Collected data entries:
//! # poly-lint-rules
//!
//! The curated rule catalog: an ordered, immutable list of version-gated
//! rule configurations for the untyped scripting language and its typed
//! superset. Built once on first use and shared by reference; the
//! resolver in `poly-lint-core` merges it into effective rule sets.

#![forbid(unsafe_code)]
#![warn(missing_docs)]

mod catalog;

pub use catalog::{default_catalog, TYPESCRIPT_PLUGIN};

# Your task:
Could you type out every entry again exactly as it stands?

# Completed task:
//! # poly-lint-rules
//!
//! The curated rule catalog: an ordered, immutable list of version-gated
//! rule configurations for the untyped scripting language and its typed
//! superset. Built once on first use and shared by reference; the
//! resolver in `poly-lint-core` merges it into effective rule sets.

#![forbid(unsafe_code)]
#![warn(missing_docs)]

mod catalog;

pub use catalog::{default_catalog, TYPESCRIPT_PLUGIN};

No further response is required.